Is there more to Britain's latest megastars than a barrel-load of hype, a few jars of hair gel and a clever Giorgio Moroder production job? After talking to the band, Tim Goodyer thinks there is.

Are Sigue Sigue Sputnik a bunch of talentless poseurs cashing in on front-page controversy, or are they simply a group of well-meaning individuals giving the flagging horse of rock 'n' roll some of the impetus it so badly needs?

Now, more than ever, the nation's pop consciousness is littered with controversial, hyped-up acts whose only talent lies in grabbing headlines, dressing up and getting rich quick. Style is orders of magnitude more important than content, and record companies are as likely to sign an act on the basis of a photograph as they are on the evidence of a demo tape.

This would appear to leave the art of musicianship in something of a sorry state. Nowadays, you're almost at a disadvantage if you can actually play an instrument, write songs and sing them. Or so the mass media would have us believe, anyway.

The truth of the matter, though, is that while bands like Sigue Sigue Sputnik may openly seek scandal and denounce musicianship at every available opportunity, they aren't advocating the selling of image for image's sake.

Contrary to popular belief, the Sputniks care about the music they make, and not just because it's helping pay the bar tariffs. Their 'non-musician' stance is no different to that of any other artist who feels it's better to get thrown in the deep end and learn about music the hard way than it is to spend years studying for degrees.

Sigue Sigue's reputation still follows them around like a stray dog behind a food truck, though. In the week leading up to this reporter's meeting with the group, Your Soaraway Sun had been hassling them for juicy stories and juicier quotes, and in the middle of a series of gigs, singer Martin Degville was left nursing stitches after a bottle was slung in his direction by a 'fan'.

But gutter press and broken glass notwithstanding, here I am, sitting on the floor of a tiny Birmingham hotel bedroom with guitarist Neal X. Immediately, I find him articulate and eager to give his side of the story. He avoids disclosing the actual amount that EMI finally agreed to give the Sputniks, but the events leading up to the signing come quickly to the tape recorder.

'We've been together for four years now. First we spent a lot of time living together, planning and learning each other's personalities.

'We'd been together for three years, walking around telling everybody about the band before they'd had a chance to hear us. Unlike Frankie, we actually had an album's worth of material, but we didn't approach anyone. We just talked about ourselves and made sure other people were doing the same. Then the record companies started phoning us up saying: "can we meet you, can we hear something?". And we said "no, no, when we're ready for you". They sent their scouts down to see us live, and then the main A&R guys came down...

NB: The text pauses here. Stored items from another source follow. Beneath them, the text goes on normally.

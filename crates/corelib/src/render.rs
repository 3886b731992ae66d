//! Plain text, HTML and XML renderings of the ring.
//!
//! Every renderer walks the ring from a chosen start node with
//! [`RingWalk`](crate::RingWalk) and emits each node's label once.

use crate::node::{Format, NodeId};
use crate::Network;

const XML_HEADER: &str = "<?xml version=\"1.0\" encoding=\"UTF-8\"?>\n\n<network>";
const XML_FOOTER: &str = "\n</network>";

const HTML_HEADER: &str = "<HTML>\n<HEAD>\n<TITLE>LAN Simulation</TITLE>\n</HEAD>\n<BODY>\n<H1>LAN SIMULATION</H1>\n\n<UL>";
const HTML_FOOTER: &str = "\n\t<LI>...</LI>\n</UL>\n\n</BODY>\n</HTML>\n";

/// Render the ring starting at `start` in the given format.
pub fn render(network: &Network, start: NodeId, format: Format) -> String {
    let mut buf = String::with_capacity(32 * network.len());
    render_on(network, start, format, &mut buf);
    buf
}

/// Append the rendering of the ring starting at `start` to `buf`.
pub fn render_on(network: &Network, start: NodeId, format: Format, buf: &mut String) {
    match format {
        Format::Text => text_on(network, start, buf),
        Format::Html => html_on(network, start, buf),
        Format::Xml => xml_on(network, start, buf),
    }
}

/// `Workstation Filip [Workstation] -> Node n1 [Node] -> ...  ... `
pub fn text_on(network: &Network, start: NodeId, buf: &mut String) {
    for (_, node) in network.walk(start) {
        node.render_label(buf, Format::Text);
        buf.push_str(" -> ");
    }
    buf.push_str(" ... ");
}

pub fn html_on(network: &Network, start: NodeId, buf: &mut String) {
    buf.push_str(HTML_HEADER);
    for (_, node) in network.walk(start) {
        buf.push_str("\n\t<LI> ");
        node.render_label(buf, Format::Html);
        buf.push_str(" </LI>");
    }
    buf.push_str(HTML_FOOTER);
}

pub fn xml_on(network: &Network, start: NodeId, buf: &mut String) {
    buf.push_str(XML_HEADER);
    for (_, node) in network.walk(start) {
        buf.push_str("\n\t");
        node.render_label(buf, Format::Xml);
    }
    buf.push_str(XML_FOOTER);
}

#[cfg(test)]
mod tests {
    use super::*;
    use crate::{NodeKind, RingBuilder};

    fn default_first() -> (Network, NodeId) {
        let network = Network::default_example();
        let first = network.first_node().unwrap();
        (network, first)
    }

    #[test]
    fn test_text() {
        let (network, first) = default_first();
        assert_eq!(
            render(&network, first, Format::Text),
            "Workstation Filip [Workstation] -> Node n1 [Node] -> Workstation Hans [Workstation] -> Printer Andy [Printer] ->  ... "
        );
    }

    #[test]
    fn test_text_is_stable() {
        let (network, first) = default_first();
        assert_eq!(
            render(&network, first, Format::Text),
            render(&network, first, Format::Text)
        );
    }

    #[test]
    fn test_xml() {
        let (network, first) = default_first();
        assert_eq!(
            render(&network, first, Format::Xml),
            "<?xml version=\"1.0\" encoding=\"UTF-8\"?>\n\n<network>\
             \n\t<workstation>Filip</workstation>\
             \n\t<node>n1</node>\
             \n\t<workstation>Hans</workstation>\
             \n\t<printer>Andy</printer>\
             \n</network>"
        );
    }

    #[test]
    fn test_html() {
        let (network, first) = default_first();
        assert_eq!(
            render(&network, first, Format::Html),
            "<HTML>\n<HEAD>\n<TITLE>LAN Simulation</TITLE>\n</HEAD>\n<BODY>\n<H1>LAN SIMULATION</H1>\n\n<UL>\
             \n\t<LI> <workstation>Filip</workstation> </LI>\
             \n\t<LI> <node>n1</node> </LI>\
             \n\t<LI> <workstation>Hans</workstation> </LI>\
             \n\t<LI> <printer>Andy</printer> </LI>\
             \n\t<LI>...</LI>\n</UL>\n\n</BODY>\n</HTML>\n"
        );
    }

    #[test]
    fn test_unknown_kind_labels() {
        let network = RingBuilder::new()
            .workstation("w")
            .with_kind("x", NodeKind::Unknown)
            .printer("p")
            .build()
            .unwrap();
        let x = network.find("x").unwrap();

        assert!(render(&network, x, Format::Html).contains("<LI> (Unexpected) </LI>"));
        assert!(render(&network, x, Format::Xml).contains("\n\t<unknown></unknown>"));
        assert!(render(&network, x, Format::Text).starts_with("<unknown></unknown> -> "));
    }

    #[test]
    fn test_render_on_appends() {
        let (network, first) = default_first();
        let mut buf = String::from("ring: ");
        render_on(&network, first, Format::Text, &mut buf);
        assert!(buf.starts_with("ring: Workstation Filip"));
    }
}
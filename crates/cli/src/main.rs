//! CLI entry point for lan-sim.

use clap::Parser;
use cli::CliConfig;
use std::process::ExitCode;

fn main() -> anyhow::Result<ExitCode> {
    let config = CliConfig::parse();
    tracing_subscriber::fmt()
        .with_max_level(config.log_level())
        .with_writer(std::io::stderr)
        .init();

    let result = config.run()?;
    print!("{}", result.output);
    Ok(if result.success {
        ExitCode::SUCCESS
    } else {
        ExitCode::FAILURE
    })
}
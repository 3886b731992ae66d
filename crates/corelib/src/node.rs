//! Node abstractions for the token ring.
//!
//! Nodes live in a flat arena owned by the [`Network`](crate::Network) and are
//! identified by a compact `NodeId` index. The successor link is such an
//! index, so the ring never needs shared ownership.

use serde::{Deserialize, Serialize};
use std::fmt;
use std::io::{self, Write};

/// Compact identifier for a node in the network arena.
#[derive(Copy, Clone, PartialEq, Eq, PartialOrd, Ord, Hash, Debug)]
pub struct NodeId(pub usize);

impl fmt::Display for NodeId {
    fn fmt(&self, f: &mut fmt::Formatter<'_>) -> fmt::Result {
        write!(f, "#{}", self.0)
    }
}

/// What a node is able to do on the ring.
#[derive(Copy, Clone, PartialEq, Eq, Hash, Debug, Serialize, Deserialize)]
#[serde(rename_all = "lowercase")]
pub enum NodeKind {
    /// Only forwards packets.
    #[serde(rename = "node", alias = "plain")]
    Plain,
    /// May originate requests; registered by name in the network.
    Workstation,
    /// May be the destination of a print job.
    Printer,
    /// Kind string not recognised when loading a topology. Forwards like a
    /// plain node and renders the fallback label.
    #[serde(other)]
    Unknown,
}

impl fmt::Display for NodeKind {
    fn fmt(&self, f: &mut fmt::Formatter<'_>) -> fmt::Result {
        let name = match self {
            NodeKind::Plain => "Node",
            NodeKind::Workstation => "Workstation",
            NodeKind::Printer => "Printer",
            NodeKind::Unknown => "Unknown",
        };
        f.write_str(name)
    }
}

/// Output format for a node label.
#[derive(Copy, Clone, PartialEq, Eq, Hash, Debug, Default)]
pub enum Format {
    /// `Workstation Filip [Workstation]`
    #[default]
    Text,
    /// `<workstation>Filip</workstation>` inside an HTML list item
    Html,
    /// `<workstation>Filip</workstation>` inside the `<network>` element
    Xml,
}

/// A member of the token ring.
#[derive(Clone, Debug)]
pub struct Node {
    /// Unique name within the network.
    pub name: String,
    pub kind: NodeKind,
    /// Successor on the ring; `None` until the ring is wired.
    pub(crate) next: Option<NodeId>,
}

impl Node {
    pub fn new(name: impl Into<String>, kind: NodeKind) -> Self {
        Self {
            name: name.into(),
            kind,
            next: None,
        }
    }

    /// Successor on the ring, if wired.
    pub fn next(&self) -> Option<NodeId> {
        self.next
    }

    pub fn is_workstation(&self) -> bool {
        self.kind == NodeKind::Workstation
    }

    pub fn is_printer(&self) -> bool {
        self.kind == NodeKind::Printer
    }

    /// True iff `name` is this node's name.
    pub fn matches_name(&self, name: &str) -> bool {
        self.name == name
    }

    /// Trace line for a node forwarding a packet to its successor.
    pub fn log_pass_through<W: Write + ?Sized>(&self, sink: &mut W) -> io::Result<()> {
        writeln!(sink, "\tNode '{}' passes packet on.", self.name)?;
        sink.flush()
    }

    /// Trace line for a node receiving a broadcast. The spelling is part of
    /// the trace format.
    pub fn accept_broadcast<W: Write + ?Sized>(&self, sink: &mut W) -> io::Result<()> {
        writeln!(sink, "\tNode '{}' accepts broadcase packet.", self.name)
    }

    /// Append the kind-specific label for this node.
    pub fn render_label(&self, buf: &mut String, format: Format) {
        let tagged = format != Format::Text;
        let (word, tag) = match self.kind {
            NodeKind::Plain => ("Node", "node"),
            NodeKind::Workstation => ("Workstation", "workstation"),
            NodeKind::Printer => ("Printer", "printer"),
            NodeKind::Unknown => {
                buf.push_str(match format {
                    Format::Html => "(Unexpected)",
                    Format::Text | Format::Xml => "<unknown></unknown>",
                });
                return;
            }
        };

        if tagged {
            buf.push('<');
            buf.push_str(tag);
            buf.push('>');
            buf.push_str(&self.name);
            buf.push_str("</");
            buf.push_str(tag);
            buf.push('>');
        } else {
            buf.push_str(word);
            buf.push(' ');
            buf.push_str(&self.name);
            buf.push_str(" [");
            buf.push_str(word);
            buf.push(']');
        }
    }
}
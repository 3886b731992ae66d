//! Error types for the core library.

use thiserror::Error;

/// Result type alias for the core library.
pub type Result<T> = std::result::Result<T, Error>;

/// Errors that can occur while assembling or loading a network.
///
/// Request operations never return these; a print job that cannot be
/// delivered is reported through its `false` return value and the trace.
#[derive(Debug, Error)]
pub enum Error {
    /// Node names must be non-empty
    #[error("Invalid node: name must not be empty")]
    EmptyName,
    /// Node names are unique within a network
    #[error("Invalid node: duplicate name '{0}'")]
    DuplicateName(String),
    /// Reference to a node that is not part of the network
    #[error("Invalid node: unknown node '{0}'")]
    UnknownNode(String),
    /// The assembled ring violates a consistency rule
    #[error("Inconsistent network: {0}")]
    Inconsistent(#[from] Inconsistency),
    /// Topology description is structurally invalid
    #[error("Topology error: {0}")]
    Topology(String),
    /// Topology description is not valid JSON
    #[error("Topology parse error: {0}")]
    Parse(#[from] serde_json::Error),
    /// Reading a topology file failed
    #[error("I/O error: {0}")]
    Io(#[from] std::io::Error),
}

/// The consistency rule a network breaks.
#[derive(Debug, Clone, PartialEq, Eq, Error)]
pub enum Inconsistency {
    #[error("no first node on the ring")]
    NoFirstNode,
    #[error("no workstations registered")]
    NoWorkstations,
    #[error("node '{0}' has no successor")]
    BrokenLink(String),
    #[error("ring revisits '{0}' before returning to the first node")]
    NotCircular(String),
    #[error("ring contains no printer")]
    NoPrinter,
    #[error("registered node '{0}' is not a workstation")]
    NotAWorkstation(String),
    #[error("registered workstation '{0}' is not on the ring")]
    OffRing(String),
    #[error("workstation '{0}' on the ring is not registered")]
    Unregistered(String),
}
//! Iteration over the ring in successor order.

use crate::node::{Node, NodeId};

/// Iterator over node ids from a start node until the start would be
/// visited again.
///
/// The walk is bounded by the arena size, so it terminates even when the
/// links do not close into a cycle through the start node.
#[derive(Clone, Debug)]
pub struct RingWalk<'a> {
    nodes: &'a [Node],
    start: NodeId,
    current: Option<NodeId>,
    remaining: usize,
}

impl<'a> RingWalk<'a> {
    pub(crate) fn new(nodes: &'a [Node], start: NodeId) -> Self {
        let current = (start.0 < nodes.len()).then_some(start);
        Self {
            nodes,
            start,
            current,
            remaining: nodes.len(),
        }
    }
}

impl<'a> Iterator for RingWalk<'a> {
    type Item = (NodeId, &'a Node);

    fn next(&mut self) -> Option<Self::Item> {
        if self.remaining == 0 {
            return None;
        }
        let id = self.current?;
        let node = self.nodes.get(id.0)?;
        self.remaining -= 1;
        self.current = node.next.filter(|&next| next != self.start);
        Some((id, node))
    }

    fn size_hint(&self) -> (usize, Option<usize>) {
        match self.current {
            Some(_) => (0, Some(self.remaining)),
            None => (0, Some(0)),
        }
    }
}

'When the time was right we arranged a meeting with every record company, didn't leave tapes with any of them, showed them the video and said: "nice meeting you, we'll think about it".

'In the meantime we got ourselves a very, very good lawyer and told him we wanted a great deal: as good as Spandau Ballet, as good as Sade, as good as Duran, then twice that because it's 1985 now.

'Then the A&R men were ringing him up and asking how much we wanted. The head of A&R at EMI said it was the first time he'd nearly hit a lawyer. He was very upset, but they came up with the money. It's a substantial amount, but we need that to do what we want to do. I think we're a good investment for EMI.'

So while thousands of bands slave for years and get nowhere, the Sputniks have taken Mrs T's message to heart and gone into business, sacrificing their art at the altar of economics. Not bad for a bunch of eighties punks. Whoops! Shouldn't have said that...

'I think punk rock killed itself because of its nihilistic attitude. We're saying there is a future and let's make sure we're all in the driving seat to enjoy it, instead of letting someone else get up there.'

Point taken. None of the Class of '76 had the nous to show record companies clips from their favourite films, cut together to produce a taste of the excitement they wanted to convey. In Sigue Sigue's case, the result was an unashamed collage of death and destruction. That and the video to the 'Love Missile F1-11' hit, not to mention the band's advocation of ultra-violence, has left the Sputniks wide open to allegation of inviting trouble.

Neal X is at pains to draw a simple, crucial distinction between what the band term 'designer violence' and the real thing.

'What we are actually encouraging is fantasy violence. I think it's great to be able to go to the cinema and watch a film like Rocky 4 because it helps get it out of your system. It's a different thing: watching Terminator is great, watching someone being hurt in front of the stage is sickening.

'We're not looking to attract a violent crowd, we're looking for an audience that's there to be thrilled and excited. People seem to have taken us a bit literally and thought the term "ultra-violence" means bottling the person next to you, which isn't really what it's about. I haven't seen anybody throwing bottles at a cinema screen yet.

'Our gigs tend to lie somewhere between excitement and complete madness. It's like a house of cards that's trembling and may collapse at any moment. And sometimes we do cross over that line.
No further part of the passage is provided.